Wahlerfolge der AfD: Der Ursachenhorror

Es gibt Tausend Gründe oder Ausreden dafür, warum jemand AfD wählen könnte. Letztlich hilft nur abgrenzen.

Der Politiker Maximilian Krah bei seiner Bewerbung als AfD-Spitzenkandidat für die Europawahl

Nennt sich „rechts“: der AfD-Spitzenkandidat für die Europawahl Maximilian Krah Foto: Carsten Koall

Als würden Männer AfD wählen, weil sie Single sind!“, sagt der Typ auf dem Schanzenflohmarkt, steckt das Telefon weg und betrachtet einen vergilbten Globus.

„Wer glaubt das?“, fragt die Frau hinterm Stand.

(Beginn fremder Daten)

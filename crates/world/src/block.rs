//! Block catalogue and collision shapes.

use blockmotion_physics::{Aabb, BlockCell, BlockType, DVec3};
use serde::{Deserialize, Serialize};

/// Block identifier stored in chunks.
pub type BlockId = u16;

/// Reserved ID for air.
pub const BLOCK_AIR: BlockId = 0;
/// ID for stone.
pub const BLOCK_STONE: BlockId = 1;
/// ID for dirt.
pub const BLOCK_DIRT: BlockId = 2;
/// ID for grass.
pub const BLOCK_GRASS: BlockId = 3;
/// ID for tall grass (foliage, no collision).
pub const BLOCK_TALL_GRASS: BlockId = 4;
/// ID for water.
pub const BLOCK_WATER: BlockId = 5;
/// ID for a bottom stone slab.
pub const BLOCK_STONE_SLAB: BlockId = 6;
/// ID for oak stairs rising towards -Z.
pub const BLOCK_OAK_STAIRS: BlockId = 7;

/// Every block the grid knows about.
#[derive(Debug, Clone, Copy, PartialEq, Eq, Hash, Serialize, Deserialize)]
#[serde(rename_all = "snake_case")]
pub enum BlockKind {
    Air,
    Stone,
    Dirt,
    Grass,
    TallGrass,
    Water,
    StoneSlab,
    OakStairs,
}

const HALF_BLOCK: DVec3 = DVec3::new(0.5, 0.5, 0.5);

impl BlockKind {
    /// Look up a raw id; unknown ids yield `None`.
    pub fn from_id(id: BlockId) -> Option<Self> {
        Some(match id {
            BLOCK_AIR => BlockKind::Air,
            BLOCK_STONE => BlockKind::Stone,
            BLOCK_DIRT => BlockKind::Dirt,
            BLOCK_GRASS => BlockKind::Grass,
            BLOCK_TALL_GRASS => BlockKind::TallGrass,
            BLOCK_WATER => BlockKind::Water,
            BLOCK_STONE_SLAB => BlockKind::StoneSlab,
            BLOCK_OAK_STAIRS => BlockKind::OakStairs,
            _ => return None,
        })
    }

    pub fn id(self) -> BlockId {
        match self {
            BlockKind::Air => BLOCK_AIR,
            BlockKind::Stone => BLOCK_STONE,
            BlockKind::Dirt => BLOCK_DIRT,
            BlockKind::Grass => BLOCK_GRASS,
            BlockKind::TallGrass => BLOCK_TALL_GRASS,
            BlockKind::Water => BLOCK_WATER,
            BlockKind::StoneSlab => BLOCK_STONE_SLAB,
            BlockKind::OakStairs => BLOCK_OAK_STAIRS,
        }
    }

    pub fn name(self) -> &'static str {
        match self {
            BlockKind::Air => "air",
            BlockKind::Stone => "stone",
            BlockKind::Dirt => "dirt",
            BlockKind::Grass => "grass",
            BlockKind::TallGrass => "tall_grass",
            BlockKind::Water => "water",
            BlockKind::StoneSlab => "stone_slab",
            BlockKind::OakStairs => "oak_stairs",
        }
    }
}

impl BlockType for BlockKind {
    fn is_penetrable(&self) -> bool {
        matches!(
            self,
            BlockKind::Air | BlockKind::TallGrass | BlockKind::Water
        )
    }

    fn is_liquid(&self) -> bool {
        matches!(self, BlockKind::Water)
    }

    fn colliders(&self, cell: BlockCell) -> Vec<Aabb> {
        let [x, y, z] = cell.center();
        let center = DVec3::new(x, y, z);
        match self {
            BlockKind::Air | BlockKind::TallGrass => Vec::new(),
            BlockKind::Stone | BlockKind::Dirt | BlockKind::Grass | BlockKind::Water => {
                vec![Aabb::new(center, HALF_BLOCK)]
            }
            BlockKind::StoneSlab => vec![lower_half(center)],
            BlockKind::OakStairs => vec![
                lower_half(center),
                Aabb::new(
                    center + DVec3::new(0.0, 0.25, -0.25),
                    DVec3::new(0.5, 0.25, 0.25),
                ),
            ],
        }
    }
}

fn lower_half(center: DVec3) -> Aabb {
    Aabb::new(center - DVec3::new(0.0, 0.25, 0.0), DVec3::new(0.5, 0.25, 0.5))
}

#[cfg(test)]
mod tests {
    use super::*;

    const ALL: [BlockKind; 8] = [
        BlockKind::Air,
        BlockKind::Stone,
        BlockKind::Dirt,
        BlockKind::Grass,
        BlockKind::TallGrass,
        BlockKind::Water,
        BlockKind::StoneSlab,
        BlockKind::OakStairs,
    ];

    #[test]
    fn ids_are_stable() {
        for kind in ALL {
            assert_eq!(BlockKind::from_id(kind.id()), Some(kind), "{}", kind.name());
        }
        assert_eq!(BlockKind::from_id(999), None);
    }

    #[test]
    fn penetrable_blocks_have_no_solid_shape() {
        assert!(BlockKind::TallGrass.is_penetrable());
        assert!(BlockKind::TallGrass.colliders(BlockCell::new(0, 0, 0)).is_empty());
        assert!(!BlockKind::Stone.is_penetrable());
        assert!(BlockKind::Water.is_penetrable() && BlockKind::Water.is_liquid());
    }

    #[test]
    fn slab_occupies_lower_half() {
        let colliders = BlockKind::StoneSlab.colliders(BlockCell::new(2, 3, 4));
        assert_eq!(colliders.len(), 1);
        assert_eq!(colliders[0].min(), DVec3::new(1.5, 2.5, 3.5));
        assert_eq!(colliders[0].max(), DVec3::new(2.5, 3.0, 4.5));
    }

    #[test]
    fn stairs_have_two_boxes() {
        let colliders = BlockKind::OakStairs.colliders(BlockCell::new(0, 0, 0));
        assert_eq!(colliders.len(), 2);
        assert_eq!(colliders[1].max().y, 0.5);
        assert_eq!(colliders[1].min().z, -0.5);
        assert_eq!(colliders[1].max().z, 0.0);
    }

    #[test]
    fn kinds_parse_from_snake_case() {
        let kind: BlockKind = serde_json::from_str("\"oak_stairs\"").unwrap();
        assert_eq!(kind, BlockKind::OakStairs);
    }
}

„Na, der extrem rechte AfD-Mann Krah, der versucht, mit Mann-von-vorvorgestern-Tipps bei Tiktok Incels als Wähler klarzumachen!“

„Er tönte auch: Die Grünen wählen sei quasi wie Pornos gucken“, sagt eine Frau und setzt einen Zylinder auf.

„Warum hat die AfD denn nun so hohe Umfragewerte?“, ruft ein Mann vom Nachbarstand.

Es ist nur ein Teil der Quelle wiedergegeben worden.